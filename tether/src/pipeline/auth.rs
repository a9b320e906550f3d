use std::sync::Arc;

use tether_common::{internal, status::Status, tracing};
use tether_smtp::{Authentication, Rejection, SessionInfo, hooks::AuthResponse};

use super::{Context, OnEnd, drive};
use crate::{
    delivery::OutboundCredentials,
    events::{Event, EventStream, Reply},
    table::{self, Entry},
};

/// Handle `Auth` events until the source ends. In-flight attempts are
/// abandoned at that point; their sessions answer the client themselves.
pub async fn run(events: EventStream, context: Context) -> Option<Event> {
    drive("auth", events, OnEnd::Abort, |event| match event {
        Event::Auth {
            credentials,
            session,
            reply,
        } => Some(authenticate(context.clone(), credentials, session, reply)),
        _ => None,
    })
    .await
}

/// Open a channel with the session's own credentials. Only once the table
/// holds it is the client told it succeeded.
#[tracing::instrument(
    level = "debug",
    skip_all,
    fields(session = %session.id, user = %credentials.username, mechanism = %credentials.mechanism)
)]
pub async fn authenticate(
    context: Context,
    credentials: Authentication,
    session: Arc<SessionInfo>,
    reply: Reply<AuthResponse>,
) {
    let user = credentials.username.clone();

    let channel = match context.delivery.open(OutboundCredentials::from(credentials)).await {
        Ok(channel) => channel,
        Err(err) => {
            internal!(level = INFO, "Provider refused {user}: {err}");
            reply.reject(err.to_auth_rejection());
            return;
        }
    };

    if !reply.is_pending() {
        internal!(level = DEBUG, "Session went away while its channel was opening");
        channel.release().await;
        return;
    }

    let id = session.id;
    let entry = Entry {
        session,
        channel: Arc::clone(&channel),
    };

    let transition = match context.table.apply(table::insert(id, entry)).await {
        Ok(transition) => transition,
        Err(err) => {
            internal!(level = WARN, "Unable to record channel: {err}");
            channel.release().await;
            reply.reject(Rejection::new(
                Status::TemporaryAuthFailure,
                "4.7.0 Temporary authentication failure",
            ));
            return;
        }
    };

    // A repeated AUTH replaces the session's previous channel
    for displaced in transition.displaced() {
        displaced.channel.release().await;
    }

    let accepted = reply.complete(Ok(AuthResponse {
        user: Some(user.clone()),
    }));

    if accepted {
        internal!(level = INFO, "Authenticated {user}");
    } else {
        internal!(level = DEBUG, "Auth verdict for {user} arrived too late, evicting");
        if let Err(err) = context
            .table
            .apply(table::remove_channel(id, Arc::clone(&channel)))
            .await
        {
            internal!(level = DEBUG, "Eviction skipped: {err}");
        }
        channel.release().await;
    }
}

============================================================

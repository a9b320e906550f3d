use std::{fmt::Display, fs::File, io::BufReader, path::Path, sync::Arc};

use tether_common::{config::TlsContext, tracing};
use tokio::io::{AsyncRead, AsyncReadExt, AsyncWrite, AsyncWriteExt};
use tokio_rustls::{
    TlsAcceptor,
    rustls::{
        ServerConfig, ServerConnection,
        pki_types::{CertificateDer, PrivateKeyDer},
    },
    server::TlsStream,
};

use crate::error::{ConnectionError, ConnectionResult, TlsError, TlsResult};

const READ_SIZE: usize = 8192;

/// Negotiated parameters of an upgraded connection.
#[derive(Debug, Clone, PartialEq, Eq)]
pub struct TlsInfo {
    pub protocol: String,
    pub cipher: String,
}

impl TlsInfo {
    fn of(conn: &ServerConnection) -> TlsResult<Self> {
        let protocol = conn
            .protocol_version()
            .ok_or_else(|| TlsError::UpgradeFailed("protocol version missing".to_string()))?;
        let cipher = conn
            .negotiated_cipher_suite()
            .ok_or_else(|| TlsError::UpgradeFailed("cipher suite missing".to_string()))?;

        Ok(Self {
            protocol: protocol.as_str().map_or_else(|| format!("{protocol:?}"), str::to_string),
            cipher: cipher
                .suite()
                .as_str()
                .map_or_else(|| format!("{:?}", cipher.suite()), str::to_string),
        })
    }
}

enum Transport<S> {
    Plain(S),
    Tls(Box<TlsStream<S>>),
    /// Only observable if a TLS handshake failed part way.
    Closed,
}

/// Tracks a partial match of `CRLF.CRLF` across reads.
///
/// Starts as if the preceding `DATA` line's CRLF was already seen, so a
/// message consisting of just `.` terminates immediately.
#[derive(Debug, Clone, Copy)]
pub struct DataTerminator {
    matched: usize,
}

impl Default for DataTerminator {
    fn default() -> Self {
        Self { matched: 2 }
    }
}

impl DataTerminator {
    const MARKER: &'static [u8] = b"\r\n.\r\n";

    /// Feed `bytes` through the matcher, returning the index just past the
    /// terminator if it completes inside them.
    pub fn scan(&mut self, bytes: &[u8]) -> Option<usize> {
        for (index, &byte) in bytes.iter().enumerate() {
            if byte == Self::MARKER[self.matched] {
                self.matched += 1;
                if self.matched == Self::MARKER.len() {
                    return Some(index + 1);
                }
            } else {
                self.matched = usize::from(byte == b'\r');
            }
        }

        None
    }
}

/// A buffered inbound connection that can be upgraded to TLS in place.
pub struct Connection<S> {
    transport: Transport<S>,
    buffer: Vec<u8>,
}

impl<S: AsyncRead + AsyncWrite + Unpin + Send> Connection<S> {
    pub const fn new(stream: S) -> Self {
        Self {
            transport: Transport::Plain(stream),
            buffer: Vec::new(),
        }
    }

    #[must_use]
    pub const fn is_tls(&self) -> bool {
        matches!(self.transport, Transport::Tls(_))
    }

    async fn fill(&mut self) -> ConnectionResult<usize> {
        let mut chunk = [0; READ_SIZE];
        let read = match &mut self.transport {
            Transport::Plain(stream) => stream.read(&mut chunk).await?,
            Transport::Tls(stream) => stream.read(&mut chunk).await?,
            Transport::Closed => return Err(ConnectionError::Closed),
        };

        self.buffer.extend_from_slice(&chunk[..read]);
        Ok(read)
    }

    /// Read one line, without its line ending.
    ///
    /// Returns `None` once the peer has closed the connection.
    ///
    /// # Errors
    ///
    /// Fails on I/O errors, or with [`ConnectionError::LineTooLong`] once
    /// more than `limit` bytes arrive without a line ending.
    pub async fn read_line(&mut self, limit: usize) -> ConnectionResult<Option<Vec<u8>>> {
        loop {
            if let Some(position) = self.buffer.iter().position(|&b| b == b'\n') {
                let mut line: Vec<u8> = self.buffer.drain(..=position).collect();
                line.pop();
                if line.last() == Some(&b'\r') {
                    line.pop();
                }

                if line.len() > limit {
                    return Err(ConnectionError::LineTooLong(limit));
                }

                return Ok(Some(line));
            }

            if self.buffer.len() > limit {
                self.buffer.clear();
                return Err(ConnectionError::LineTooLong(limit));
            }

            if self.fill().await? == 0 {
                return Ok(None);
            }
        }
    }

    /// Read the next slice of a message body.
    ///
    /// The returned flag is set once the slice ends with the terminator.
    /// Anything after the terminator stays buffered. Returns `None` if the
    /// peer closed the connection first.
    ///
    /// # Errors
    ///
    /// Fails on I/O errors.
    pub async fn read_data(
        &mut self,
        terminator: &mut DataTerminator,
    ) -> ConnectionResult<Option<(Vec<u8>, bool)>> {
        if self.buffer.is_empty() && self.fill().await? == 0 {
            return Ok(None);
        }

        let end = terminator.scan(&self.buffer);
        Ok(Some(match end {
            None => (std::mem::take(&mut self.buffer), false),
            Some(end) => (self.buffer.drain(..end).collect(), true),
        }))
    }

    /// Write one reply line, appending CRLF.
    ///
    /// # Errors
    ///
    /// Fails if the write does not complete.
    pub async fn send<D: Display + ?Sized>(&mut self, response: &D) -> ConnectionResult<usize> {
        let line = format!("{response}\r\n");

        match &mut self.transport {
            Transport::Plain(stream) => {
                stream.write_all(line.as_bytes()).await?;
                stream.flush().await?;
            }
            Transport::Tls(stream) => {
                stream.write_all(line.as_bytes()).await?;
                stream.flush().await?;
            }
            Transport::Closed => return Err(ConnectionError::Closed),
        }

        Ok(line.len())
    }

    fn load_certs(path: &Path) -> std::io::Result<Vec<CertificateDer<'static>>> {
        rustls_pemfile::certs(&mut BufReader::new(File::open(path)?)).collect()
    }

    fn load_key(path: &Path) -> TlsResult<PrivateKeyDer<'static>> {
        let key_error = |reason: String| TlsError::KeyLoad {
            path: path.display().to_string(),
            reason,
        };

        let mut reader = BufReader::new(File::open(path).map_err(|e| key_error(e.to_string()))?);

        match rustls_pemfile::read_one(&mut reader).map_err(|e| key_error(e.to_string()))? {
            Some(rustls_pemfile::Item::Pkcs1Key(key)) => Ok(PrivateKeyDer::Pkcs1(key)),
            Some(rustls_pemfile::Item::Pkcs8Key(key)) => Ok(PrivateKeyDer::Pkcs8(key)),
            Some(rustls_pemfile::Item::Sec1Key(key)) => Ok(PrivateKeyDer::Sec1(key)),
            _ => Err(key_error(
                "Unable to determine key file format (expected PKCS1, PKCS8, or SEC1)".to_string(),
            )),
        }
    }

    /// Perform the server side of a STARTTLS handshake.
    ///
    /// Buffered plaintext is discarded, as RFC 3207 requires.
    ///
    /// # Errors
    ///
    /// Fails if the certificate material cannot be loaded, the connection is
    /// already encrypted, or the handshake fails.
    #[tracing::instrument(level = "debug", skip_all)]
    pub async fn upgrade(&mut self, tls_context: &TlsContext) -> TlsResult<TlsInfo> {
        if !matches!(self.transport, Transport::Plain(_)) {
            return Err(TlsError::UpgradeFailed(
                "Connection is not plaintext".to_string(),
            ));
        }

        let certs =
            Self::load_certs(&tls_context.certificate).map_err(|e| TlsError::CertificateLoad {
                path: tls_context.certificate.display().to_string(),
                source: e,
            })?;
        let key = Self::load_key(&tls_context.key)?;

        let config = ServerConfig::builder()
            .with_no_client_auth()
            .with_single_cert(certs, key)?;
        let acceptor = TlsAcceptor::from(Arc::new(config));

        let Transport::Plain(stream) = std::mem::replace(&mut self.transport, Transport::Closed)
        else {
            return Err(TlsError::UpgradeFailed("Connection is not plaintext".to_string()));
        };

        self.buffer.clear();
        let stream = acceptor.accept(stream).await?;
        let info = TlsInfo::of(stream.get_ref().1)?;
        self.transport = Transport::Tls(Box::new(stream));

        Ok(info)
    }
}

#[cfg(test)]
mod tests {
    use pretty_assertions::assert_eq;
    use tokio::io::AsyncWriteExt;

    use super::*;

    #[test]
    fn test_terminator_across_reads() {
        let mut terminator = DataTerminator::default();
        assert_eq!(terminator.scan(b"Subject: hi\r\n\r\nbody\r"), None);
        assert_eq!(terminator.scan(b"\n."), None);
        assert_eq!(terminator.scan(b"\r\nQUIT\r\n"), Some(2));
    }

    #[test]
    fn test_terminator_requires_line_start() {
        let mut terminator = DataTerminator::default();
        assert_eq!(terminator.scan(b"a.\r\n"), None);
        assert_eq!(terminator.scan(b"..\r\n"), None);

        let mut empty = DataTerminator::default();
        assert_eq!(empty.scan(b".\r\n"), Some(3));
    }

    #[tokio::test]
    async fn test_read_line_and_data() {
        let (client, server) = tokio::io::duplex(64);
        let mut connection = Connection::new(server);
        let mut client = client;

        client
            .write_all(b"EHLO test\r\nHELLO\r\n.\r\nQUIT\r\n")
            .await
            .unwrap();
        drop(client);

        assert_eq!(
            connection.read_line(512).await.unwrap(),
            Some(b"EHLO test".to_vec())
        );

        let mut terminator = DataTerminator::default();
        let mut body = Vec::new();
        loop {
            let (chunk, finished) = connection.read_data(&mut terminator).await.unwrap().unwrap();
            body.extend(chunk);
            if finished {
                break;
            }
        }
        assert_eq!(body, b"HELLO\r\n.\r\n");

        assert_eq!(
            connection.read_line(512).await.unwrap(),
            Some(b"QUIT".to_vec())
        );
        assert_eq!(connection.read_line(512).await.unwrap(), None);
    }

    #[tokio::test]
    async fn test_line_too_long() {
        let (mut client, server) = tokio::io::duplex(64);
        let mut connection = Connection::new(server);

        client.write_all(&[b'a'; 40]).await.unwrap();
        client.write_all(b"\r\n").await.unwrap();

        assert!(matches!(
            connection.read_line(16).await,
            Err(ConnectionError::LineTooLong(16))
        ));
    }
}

============================================================

• _WORK ITEM_
Copy only this part of the entries above: the line with "filename tether/src/pipeline/auth.rs", the line with "the client themselves.", and the lines between, all exactly as written.

• _RESULT BELOW_
filename tether/src/pipeline/auth.rs
repository a9b320e906550f3d
use std::sync::Arc;

use tether_common::{internal, status::Status, tracing};
use tether_smtp::{Authentication, Rejection, SessionInfo, hooks::AuthResponse};

use super::{Context, OnEnd, drive};
use crate::{
    delivery::OutboundCredentials,
    events::{Event, EventStream, Reply},
    table::{self, Entry},
};

/// Handle `Auth` events until the source ends. In-flight attempts are
/// abandoned at that point; their sessions answer the client themselves.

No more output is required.